Requirement:
Repeat the whole listing below, word for word.
#####
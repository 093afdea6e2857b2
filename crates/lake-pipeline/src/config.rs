use std::collections::BTreeMap;
use std::path::{Path, PathBuf};
use std::time::Duration;

use lake_core::PipelineError;
use lake_storage::{ApiClient, ApiClientConfig, BackoffPolicy, StoreConfig, TokenBucketConfig};
use serde::de::DeserializeOwned;
use serde::{Deserialize, Serialize};

use crate::extractor::ExtractFailurePolicy;

#[derive(Debug, Clone, PartialEq, Eq)]
pub struct LakeConfig {
    pub database_url: String,
    pub db_max_connections: u32,
    pub pipelines_file: PathBuf,
    pub user_agent: String,
    pub http_timeout_secs: u64,
    pub max_concurrent_runs: usize,
}

impl Default for LakeConfig {
    fn default() -> Self {
        Self {
            database_url: "sqlite://lake.db".to_string(),
            db_max_connections: 5,
            pipelines_file: PathBuf::from("pipelines.yaml"),
            user_agent: "lake-bot/0.1".to_string(),
            http_timeout_secs: 20,
            max_concurrent_runs: 4,
        }
    }
}

impl LakeConfig {
    pub fn from_env() -> Self {
        Self::from_lookup(|key| std::env::var(key).ok())
    }

    /// Same as [`LakeConfig::from_env`] over an arbitrary variable source.
    pub fn from_lookup(lookup: impl Fn(&str) -> Option<String>) -> Self {
        let defaults = Self::default();
        Self {
            database_url: lookup("DATABASE_URL").unwrap_or(defaults.database_url),
            db_max_connections: lookup("LAKE_DB_MAX_CONNECTIONS")
                .and_then(|v| v.parse().ok())
                .unwrap_or(defaults.db_max_connections),
            pipelines_file: lookup("LAKE_PIPELINES_FILE")
                .map(PathBuf::from)
                .unwrap_or(defaults.pipelines_file),
            user_agent: lookup("LAKE_USER_AGENT").unwrap_or(defaults.user_agent),
            http_timeout_secs: lookup("LAKE_HTTP_TIMEOUT_SECS")
                .and_then(|v| v.parse().ok())
                .unwrap_or(defaults.http_timeout_secs),
            max_concurrent_runs: lookup("LAKE_MAX_CONCURRENT_RUNS")
                .and_then(|v| v.parse().ok())
                .unwrap_or(defaults.max_concurrent_runs),
        }
    }

    pub fn store_config(&self) -> StoreConfig {
        StoreConfig {
            database_url: self.database_url.clone(),
            max_connections: self.db_max_connections,
        }
    }
}

#[derive(Debug, Clone, Copy, PartialEq, Eq, Serialize, Deserialize)]
pub struct RateLimitConfig {
    pub capacity: u32,
    pub refill_every_ms: u64,
}

#[derive(Debug, Clone, Default, PartialEq, Eq, Serialize, Deserialize)]
pub struct ConnectionConfig {
    #[serde(default)]
    pub endpoint: String,
    /// Sent verbatim on every request; auth lives here.
    #[serde(default)]
    pub headers: BTreeMap<String, String>,
    #[serde(default)]
    pub rate_limit: Option<RateLimitConfig>,
    #[serde(default)]
    pub max_retries: Option<usize>,
    #[serde(default)]
    pub max_concurrency: Option<usize>,
}

impl ConnectionConfig {
    pub fn api_client(&self, config: &LakeConfig) -> Result<ApiClient, PipelineError> {
        if self.endpoint.trim().is_empty() {
            return Err(PipelineError::config("connection.endpoint is required"));
        }
        let defaults = ApiClientConfig::default();
        let backoff = BackoffPolicy {
            max_retries: self.max_retries.unwrap_or(defaults.backoff.max_retries),
            ..defaults.backoff
        };
        ApiClient::new(ApiClientConfig {
            endpoint: self.endpoint.clone(),
            headers: self
                .headers
                .iter()
                .map(|(k, v)| (k.clone(), v.clone()))
                .collect(),
            timeout: Duration::from_secs(config.http_timeout_secs),
            user_agent: Some(config.user_agent.clone()),
            max_concurrency: self.max_concurrency.unwrap_or(defaults.max_concurrency),
            backoff,
            token_bucket: self.rate_limit.map(|limit| TokenBucketConfig {
                capacity: limit.capacity,
                refill_every: Duration::from_millis(limit.refill_every_ms),
            }),
        })
        .map_err(|err| PipelineError::config(format!("building api client: {err}")))
    }
}

/// One entry of the pipelines file: a plugin run over one scope.
#[derive(Debug, Clone, PartialEq, Serialize, Deserialize)]
pub struct TaskInvocation {
    pub plugin: String,
    #[serde(default = "empty_options")]
    pub options: serde_json::Value,
    #[serde(default)]
    pub connection: ConnectionConfig,
    /// Overrides of each subtask's default enablement.
    #[serde(default)]
    pub subtasks: BTreeMap<String, bool>,
    #[serde(default)]
    pub incremental: bool,
    #[serde(default)]
    pub extract_failure_policy: ExtractFailurePolicy,
}

fn empty_options() -> serde_json::Value {
    serde_json::Value::Object(serde_json::Map::new())
}

impl TaskInvocation {
    pub fn new(plugin: impl Into<String>, options: serde_json::Value) -> Self {
        Self {
            plugin: plugin.into(),
            options,
            connection: ConnectionConfig::default(),
            subtasks: BTreeMap::new(),
            incremental: false,
            extract_failure_policy: ExtractFailurePolicy::default(),
        }
    }

    /// Decode `options` into the plugin's typed options.
    pub fn typed_options<T: DeserializeOwned>(&self) -> Result<T, PipelineError> {
        serde_json::from_value(self.options.clone()).map_err(|err| {
            PipelineError::config(format!("invalid options for plugin {}: {err}", self.plugin))
        })
    }
}

#[derive(Debug, Clone, Deserialize)]
pub struct PipelineFile {
    pub pipelines: Vec<TaskInvocation>,
}

pub fn parse_pipelines(raw: &str) -> Result<Vec<TaskInvocation>, PipelineError> {
    let file: PipelineFile = serde_yaml::from_str(raw)
        .map_err(|err| PipelineError::config(format!("parsing pipelines file: {err}")))?;
    Ok(file.pipelines)
}

pub async fn load_pipelines(path: &Path) -> Result<Vec<TaskInvocation>, PipelineError> {
    let raw = tokio::fs::read_to_string(path).await.map_err(|err| {
        PipelineError::config(format!("reading {}: {err}", path.display()))
    })?;
    parse_pipelines(&raw)
}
#####
The completed task:
repository 093afdea6e2857b2
filename crates/lake-pipeline/src/config.rs
use std::collections::BTreeMap;
use std::path::{Path, PathBuf};
use std::time::Duration;

use lake_core::PipelineError;
use lake_storage::{ApiClient, ApiClientConfig, BackoffPolicy, StoreConfig, TokenBucketConfig};
use serde::de::DeserializeOwned;
use serde::{Deserialize, Serialize};

use crate::extractor::ExtractFailurePolicy;

#[derive(Debug, Clone, PartialEq, Eq)]
pub struct LakeConfig {
    pub database_url: String,
    pub db_max_connections: u32,
    pub pipelines_file: PathBuf,
    pub user_agent: String,
    pub http_timeout_secs: u64,
    pub max_concurrent_runs: usize,
}

impl Default for LakeConfig {
    fn default() -> Self {
        Self {
            database_url: "sqlite://lake.db".to_string(),
            db_max_connections: 5,
            pipelines_file: PathBuf::from("pipelines.yaml"),
            user_agent: "lake-bot/0.1".to_string(),
            http_timeout_secs: 20,
            max_concurrent_runs: 4,
        }
    }
}

impl LakeConfig {
    pub fn from_env() -> Self {
        Self::from_lookup(|key| std::env::var(key).ok())
    }

    /// Same as [`LakeConfig::from_env`] over an arbitrary variable source.
    pub fn from_lookup(lookup: impl Fn(&str) -> Option<String>) -> Self {
        let defaults = Self::default();
        Self {
            database_url: lookup("DATABASE_URL").unwrap_or(defaults.database_url),
            db_max_connections: lookup("LAKE_DB_MAX_CONNECTIONS")
                .and_then(|v| v.parse().ok())
                .unwrap_or(defaults.db_max_connections),
            pipelines_file: lookup("LAKE_PIPELINES_FILE")
                .map(PathBuf::from)
                .unwrap_or(defaults.pipelines_file),
            user_agent: lookup("LAKE_USER_AGENT").unwrap_or(defaults.user_agent),
            http_timeout_secs: lookup("LAKE_HTTP_TIMEOUT_SECS")
                .and_then(|v| v.parse().ok())
                .unwrap_or(defaults.http_timeout_secs),
            max_concurrent_runs: lookup("LAKE_MAX_CONCURRENT_RUNS")
                .and_then(|v| v.parse().ok())
                .unwrap_or(defaults.max_concurrent_runs),
        }
    }

    pub fn store_config(&self) -> StoreConfig {
        StoreConfig {
            database_url: self.database_url.clone(),
            max_connections: self.db_max_connections,
        }
    }
}

#[derive(Debug, Clone, Copy, PartialEq, Eq, Serialize, Deserialize)]
pub struct RateLimitConfig {
    pub capacity: u32,
    pub refill_every_ms: u64,
}

#[derive(Debug, Clone, Default, PartialEq, Eq, Serialize, Deserialize)]
pub struct ConnectionConfig {
    #[serde(default)]
    pub endpoint: String,
    /// Sent verbatim on every request; auth lives here.
    #[serde(default)]
    pub headers: BTreeMap<String, String>,
    #[serde(default)]
    pub rate_limit: Option<RateLimitConfig>,
    #[serde(default)]
    pub max_retries: Option<usize>,
    #[serde(default)]
    pub max_concurrency: Option<usize>,
}

impl ConnectionConfig {
    pub fn api_client(&self, config: &LakeConfig) -> Result<ApiClient, PipelineError> {
        if self.endpoint.trim().is_empty() {
            return Err(PipelineError::config("connection.endpoint is required"));
        }
        let defaults = ApiClientConfig::default();
        let backoff = BackoffPolicy {
            max_retries: self.max_retries.unwrap_or(defaults.backoff.max_retries),
            ..defaults.backoff
        };
        ApiClient::new(ApiClientConfig {
            endpoint: self.endpoint.clone(),
            headers: self
                .headers
                .iter()
                .map(|(k, v)| (k.clone(), v.clone()))
                .collect(),
            timeout: Duration::from_secs(config.http_timeout_secs),
            user_agent: Some(config.user_agent.clone()),
            max_concurrency: self.max_concurrency.unwrap_or(defaults.max_concurrency),
            backoff,
            token_bucket: self.rate_limit.map(|limit| TokenBucketConfig {
                capacity: limit.capacity,
                refill_every: Duration::from_millis(limit.refill_every_ms),
            }),
        })
        .map_err(|err| PipelineError::config(format!("building api client: {err}")))
    }
}

/// One entry of the pipelines file: a plugin run over one scope.
#[derive(Debug, Clone, PartialEq, Serialize, Deserialize)]
pub struct TaskInvocation {
    pub plugin: String,
    #[serde(default = "empty_options")]
    pub options: serde_json::Value,
    #[serde(default)]
    pub connection: ConnectionConfig,
    /// Overrides of each subtask's default enablement.
    #[serde(default)]
    pub subtasks: BTreeMap<String, bool>,
    #[serde(default)]
    pub incremental: bool,
    #[serde(default)]
    pub extract_failure_policy: ExtractFailurePolicy,
}

fn empty_options() -> serde_json::Value {
    serde_json::Value::Object(serde_json::Map::new())
}

impl TaskInvocation {
    pub fn new(plugin: impl Into<String>, options: serde_json::Value) -> Self {
        Self {
            plugin: plugin.into(),
            options,
            connection: ConnectionConfig::default(),
            subtasks: BTreeMap::new(),
            incremental: false,
            extract_failure_policy: ExtractFailurePolicy::default(),
        }
    }

    /// Decode `options` into the plugin's typed options.
    pub fn typed_options<T: DeserializeOwned>(&self) -> Result<T, PipelineError> {
        serde_json::from_value(self.options.clone()).map_err(|err| {
            PipelineError::config(format!("invalid options for plugin {}: {err}", self.plugin))
        })
    }
}

#[derive(Debug, Clone, Deserialize)]
pub struct PipelineFile {
    pub pipelines: Vec<TaskInvocation>,
}

pub fn parse_pipelines(raw: &str) -> Result<Vec<TaskInvocation>, PipelineError> {
    let file: PipelineFile = serde_yaml::from_str(raw)
        .map_err(|err| PipelineError::config(format!("parsing pipelines file: {err}")))?;
    Ok(file.pipelines)
}

pub async fn load_pipelines(path: &Path) -> Result<Vec<TaskInvocation>, PipelineError> {
    let raw = tokio::fs::read_to_string(path).await.map_err(|err| {
        PipelineError::config(format!("reading {}: {err}", path.display()))
    })?;
    parse_pipelines(&raw)
}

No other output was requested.